I don't mean the global "we", the "we" of the whole world ("The citizens of all nations need to hear this so they can understand their mistakes!"). I mean my "we". We, the generation that straddles Generation X and Generation Z--those born in the 1980's but raised in the 1990's and 2000's.

I tend to think that we were raised in one of the most cynical decades in living memory. The business- and money-focused attitude of the 80's was still present, but the realization that this capitalist way of life could not be sustained was beginning to set in with all the tenderness of an elephant settling on an hollowed egg shell. Just listen to the music of the 1990's--Nirvana, Green Day, Pearl Jam, The Offspring. Their lyrics span from subtle cynicism to blatant bitterness. Our country experienced The Gulf War, the Oklahoma City bombing, Bill Clinton's scandal with Monica Lewinsky, and many other events that divided and scarred the country in numerous ways.

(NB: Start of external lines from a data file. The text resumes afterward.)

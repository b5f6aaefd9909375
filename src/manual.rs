//! Manual, interactive checks for operators
//!
//! Unlike a scheduled cycle these checks ignore night mode, print their
//! progress, and always notify through both backends so delivery can be
//! verified end to end.

use std::io::{self, Write};
use std::sync::Arc;

use tokio::io::{AsyncBufRead, AsyncBufReadExt};

use crate::alerts::AlertDispatcher;
use crate::clock::Clock;
use crate::config::Config;
use crate::event_log::EventLog;
use crate::event_log::event::TIMESTAMP_FORMAT;
use crate::monitors::{ChannelHealthEvaluator, DailyMode, HealthStatus};
use crate::probe::ffmpeg::FfmpegProbe;
use crate::{Channel, ChannelRole};

pub const STREAM_TEST_SUBJECT: &str = "[MANUAL TEST] Stream test result";
pub const ENCODING_TEST_SUBJECT: &str = "[UTF-8 TEST] Encoding check";

/// Result of manually checking one channel.
#[derive(Debug, Clone, PartialEq, Eq)]
pub enum ManualCheck {
    Passed(String),
    Failed(String),
    NotConfigured,
}

impl ManualCheck {
    pub fn detail(&self) -> &str {
        match self {
            ManualCheck::Passed(detail) | ManualCheck::Failed(detail) => detail,
            ManualCheck::NotConfigured => "not configured",
        }
    }
}

#[derive(Debug, Clone)]
pub struct StreamTestReport {
    pub timestamp: String,
    pub results: Vec<(ChannelRole, ManualCheck)>,
}

impl StreamTestReport {
    /// True when every configured channel passed.
    pub fn passed(&self) -> bool {
        self.results
            .iter()
            .all(|(_, check)| !matches!(check, ManualCheck::Failed(_)))
    }

    pub fn message(&self) -> String {
        let mut message = format!(
            "Manual stream test\n\nDate: {}\n\nResults:\n",
            self.timestamp
        );
        for (role, check) in &self.results {
            let line = match check {
                ManualCheck::Passed(detail) => format!("✅ {role}: {detail}"),
                ManualCheck::Failed(detail) => format!("❌ {role}: {detail}"),
                ManualCheck::NotConfigured => format!("📋 {role}: not configured"),
            };
            message.push_str(&line);
            message.push('\n');
        }
        message.push_str("\nThis is a manual test of the monitoring system.");
        message
    }
}

pub struct ManualTester {
    channels: Vec<Channel>,
    evaluator: ChannelHealthEvaluator,
    dispatcher: AlertDispatcher,
    clock: Arc<dyn Clock>,
}

impl ManualTester {
    pub fn new(
        channels: Vec<Channel>,
        evaluator: ChannelHealthEvaluator,
        dispatcher: AlertDispatcher,
        clock: Arc<dyn Clock>,
    ) -> Self {
        Self {
            channels,
            evaluator,
            dispatcher,
            clock,
        }
    }

    pub fn from_config(config: &Config, clock: Arc<dyn Clock>) -> Self {
        let log = EventLog::new(config.log_dir.clone(), clock.clone());
        Self::new(
            config.channels(),
            ChannelHealthEvaluator::new(Arc::new(FfmpegProbe::new(config))),
            AlertDispatcher::from_config(config, log),
            clock,
        )
    }

    /// Check every channel without the night-mode policy and notify the result.
    pub async fn stream_test(&self, out: &mut impl Write) -> io::Result<StreamTestReport> {
        writeln!(out, "\n=== Manual stream test ===\n")?;

        let mut results = vec![];
        for channel in &self.channels {
            if !channel.is_configured() {
                writeln!(out, "{}: not configured", channel.role)?;
                results.push((channel.role, ManualCheck::NotConfigured));
                continue;
            }

            writeln!(out, "Sampling {}...", channel.role)?;
            let check = match self.evaluator.evaluate(channel, DailyMode::Daytime).await {
                HealthStatus::Ok(_) => {
                    ManualCheck::Passed(format!("CORRECT: {} working correctly", channel.role))
                }
                HealthStatus::Silent(_) => ManualCheck::Failed(format!(
                    "ALERT: silence detected on the {}",
                    channel.role
                )),
                HealthStatus::Unreachable(_) => ManualCheck::Failed(format!(
                    "ERROR: could not download the {}",
                    channel.role
                )),
            };
            writeln!(out, "   {}", check.detail())?;
            results.push((channel.role, check));
        }

        let report = StreamTestReport {
            timestamp: self.clock.now().format(TIMESTAMP_FORMAT).to_string(),
            results,
        };

        writeln!(out, "\nSending notifications...")?;
        self.dispatcher
            .dispatch(STREAM_TEST_SUBJECT, &report.message())
            .await;
        self.evaluator.probe().cleanup();

        writeln!(out, "\nTest summary:")?;
        for (role, check) in &report.results {
            let verdict = match check {
                ManualCheck::Passed(_) => "✅ OK",
                ManualCheck::Failed(_) => "❌ FAILED",
                ManualCheck::NotConfigured => "⚪ not configured",
            };
            writeln!(out, "   {role}: {verdict}")?;
        }
        writeln!(out, "\nTest finished.")?;

        Ok(report)
    }

    /// Send a message full of accents, symbols and pictographs through both
    /// backends. Returns whether both accepted it.
    pub async fn encoding_test(&self, out: &mut impl Write) -> io::Result<bool> {
        writeln!(out, "\n=== UTF-8 encoding test ===\n")?;

        let body = encoding_test_message(&self.clock.now().format(TIMESTAMP_FORMAT).to_string());
        writeln!(out, "Sending test message with special characters...")?;
        let report = self.dispatcher.dispatch(ENCODING_TEST_SUBJECT, &body).await;

        let delivered = report.all_delivered();
        if delivered {
            writeln!(out, "✅ Encoding test sent - check email and Telegram")?;
        } else {
            writeln!(out, "❌ Encoding test could not be delivered everywhere: {report:?}")?;
        }
        Ok(delivered)
    }
}

pub fn encoding_test_message(timestamp: &str) -> String {
    format!(
        "UTF-8 encoding test\n\n\
         Date: {timestamp}\n\
         Special characters: ñ á é í ó ú ü Ñ\n\
         Symbols: © ® ™ € £ ¥\n\
         Emojis: 🎵 📧 📲 ❌ ✅ ⚠️\n\n\
         This message checks that special characters arrive intact by email and Telegram."
    )
}

fn write_menu(out: &mut impl Write) -> io::Result<()> {
    let rule = "=".repeat(50);
    writeln!(out, "\n{rule}")?;
    writeln!(out, "🔧 RADIO WATCHDOG - TEST MENU")?;
    writeln!(out, "{rule}")?;
    writeln!(out, "1. 📻 Full test of all streams")?;
    writeln!(out, "2. 🔤 UTF-8 encoding test")?;
    writeln!(out, "3. 🚀 Run both tests")?;
    writeln!(out, "0. ❌ Exit")?;
    writeln!(out, "{}", "-".repeat(50))?;
    write!(out, "Choose an option (0-3): ")?;
    out.flush()
}

/// Interactive loop; returns when the operator picks 0 or input ends.
pub async fn run_menu<R, W>(tester: &ManualTester, mut input: R, out: &mut W) -> io::Result<()>
where
    R: AsyncBufRead + Unpin,
    W: Write,
{
    loop {
        write_menu(out)?;

        let mut line = String::new();
        if input.read_line(&mut line).await? == 0 {
            writeln!(out)?;
            return Ok(());
        }

        match line.trim() {
            "1" => {
                tester.stream_test(out).await?;
            }
            "2" => {
                tester.encoding_test(out).await?;
            }
            "3" => {
                writeln!(out, "\n🚀 Running all tests...\n")?;
                let streams = tester.stream_test(out).await?.passed();
                let encoding = tester.encoding_test(out).await?;
                let verdict = |ok: bool| if ok { "✅ OK" } else { "❌ FAILED" };
                writeln!(out, "\n📊 TEST SUMMARY:")?;
                writeln!(out, "   Streams: {}", verdict(streams))?;
                writeln!(out, "   UTF-8:   {}", verdict(encoding))?;
            }
            "0" => {
                writeln!(out, "\n👋 Bye!")?;
                return Ok(());
            }
            _ => writeln!(out, "\n❌ Invalid option. Please choose 0-3.")?,
        }
    }
}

And that was just the 1990's. For me, ages 4 to 14.

Even from the very beginning, the 2000's have been a hard decade. They've been hard on everyone, but imagine coming of age in them. The past 9 years have brought upon three highly publicized and controversial elections, and a war that has divided the country in a way that we haven't approached since the Civil War. We experienced the attacks on September 11, which are to many of my generation what Pearl Harbor was to our grandparents, what JFK's assassination was to our parents. Our economy has crashed, and millions have gone from a safe, middle-class lifestyle to poverty, losing their jobs, their insurance, their homes, the lives they had become accustomed and attached to.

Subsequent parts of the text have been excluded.